Do you have any tips about how to 'teach' a child? I am now looking at the Millpond Clinic website.

kelper Mon 24-Feb-14 09:41:21

Ds is 6. Up until about 2 months ago we were getting woken at least twice a night. He's always been an early riser (between 5 and 6 most mornings)
It was worse when he was a baby. He hates napping in the day, even when he's ill, but you could get him to sleep in a car.
I tell myself I'll be waking him when he's a teen, but I'm not convinced.
I used to get insanely jealous of people who had babies who slept through, but over the past few years I've just got used to it. Fortunately dh and I are a good sleep tag team ;)

hazeyjane Mon 24-Feb-14 09:43:25

Dd1 is 7, she was an awful sleeper as a baby/toddler due to reflux and then being put on an asthma drug that caused her nightmares. Now that has settled, but she is a sleep walker/talker - and rarely has an unbroken nights sleep.

Dd2 is 6 and is the 'good sleeper' despite 2 years of 5 am wake up and regular night time nosebleeds!

Ds is 3.7 and disabled, he has been an awful sleeper since birth, due to a combination of reflux, getting stuck in certain positions, recurrent lung problems, seiizures and episodes of choking at night. He also seemed unable to turn off in order to sleep, often being awake until midnight, he now has melatonin, which helps with the 'turning off', but he still wakes in the night with the other problems, and wakes for the day between 4.30 and 5.

To be honest I don't tend to talk about it with friends in rl, apart from my friend who has a child with similar problems. It is what it is, and it probably won't change anytime soon. Dh and I just do what we can to maximise sleep for all of us.

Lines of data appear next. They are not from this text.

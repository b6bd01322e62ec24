//! JSON rendering and decoding errors.

/// JSON error raised while decoding a provider response or rendering output.
#[derive(Debug, Clone, derive_more::Display, derive_more::Error)]
#[display("JSON Error: {} at line {} in {}", message, line, file)]
pub struct JsonError {
    /// What failed to (de)serialize and why
    pub message: String,
    /// Line number where the error occurred
    pub line: u32,
    /// File where the error occurred
    pub file: &'static str,
}

impl JsonError {
    /// Create a new JsonError at the caller's location.
    ///
    /// # Examples
    ///
    /// ```
    /// use memelyco_error::JsonError;
    ///
    /// let err = JsonError::new("gallery listing: key must be a string");
    /// assert!(err.message.starts_with("gallery listing"));
    /// ```
    #[track_caller]
    pub fn new(message: impl Into<String>) -> Self {
        let location = std::panic::Location::caller();
        Self {
            message: message.into(),
            line: location.line(),
            file: location.file(),
        }
    }
}

impl From<serde_json::Error> for JsonError {
    #[track_caller]
    fn from(err: serde_json::Error) -> Self {
        Self::new(err.to_string())
    }
}
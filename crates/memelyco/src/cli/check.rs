//! Storage connectivity check.

use memelyco::{App, MemelycoConfig, connect_storage};

/// Probe the configured bucket.
pub async fn handle_check(config: &MemelycoConfig) -> Result<(), Box<dyn std::error::Error>> {
    let app = App::new(connect_storage(&config.storage)?, config);
    let count = app.check_storage().await?;
    println!(
        "Bucket '{}' at {} is reachable ({} objects)",
        config.storage.bucket, config.storage.url, count
    );
    Ok(())
}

Lonecatwithkitten Mon 24-Feb-14 09:45:45

Only one child, but 4.5 years of waking before 6am between the ages of 3.5 and 7 years. Still now as a 10 year old she only sleeps past 7 on school days every Saturday, Sunday and holiday day she is up before 6.30am.
Prior to this she was an excellent sleeper so incredibly well trained. I have tried every trick in the book. It is not through lack of training she just rises early.
Add to that I am a lone parent, I work fulltime including night and weekend call outs. I go to conferences for a rest so looking forward to my four nights in April what bliss I only have to be in lectures at 8am.

hazeyjane Mon 24-Feb-14 09:48:00

KarenBrockman - I am really glad you have found a reason and help for your sleep problems, but you seem to be suggesting that sleep apnoea is at the root of everyone's sleep problems and anxieties - and I just don't think that is the case.

Sneezecakesmum Mon 24-Feb-14 09:48:14

5.5 years and still counting grin sad

BikeRunSki Mon 24-Feb-14 09:49:08

Newbie at 2.5 years here. DS is a great sleeper. Dd had never slept for more than 4 hours I don't think. She is 2.5. I lie on Red Bull, carbs, tears and shouting.

FaceDirectionOfTravel Mon 24-Feb-14 09:49:19

You are not alone but I would reconcile !yself to the fact that most people won't understand. If you have a good sleeper,you will just never understand how life narrows so much due to lack of s!eep.sad

KarenBrockman Mon 24-Feb-14 09:50:12

No you are suggesting that, I am suggesting that there may be many reasons that may be behind sleep disturbance and that some HCP's are not always up to date with training and research.

I am 7 years this weekend. DS2 has ASD and has never slept through the night, or managed a whole night without me getting into his bed.

KarenBrockman Mon 24-Feb-14 09:53:26

KungFuBustle Maybe you should look at getting a sleep study done. Have you looked up psychological transference?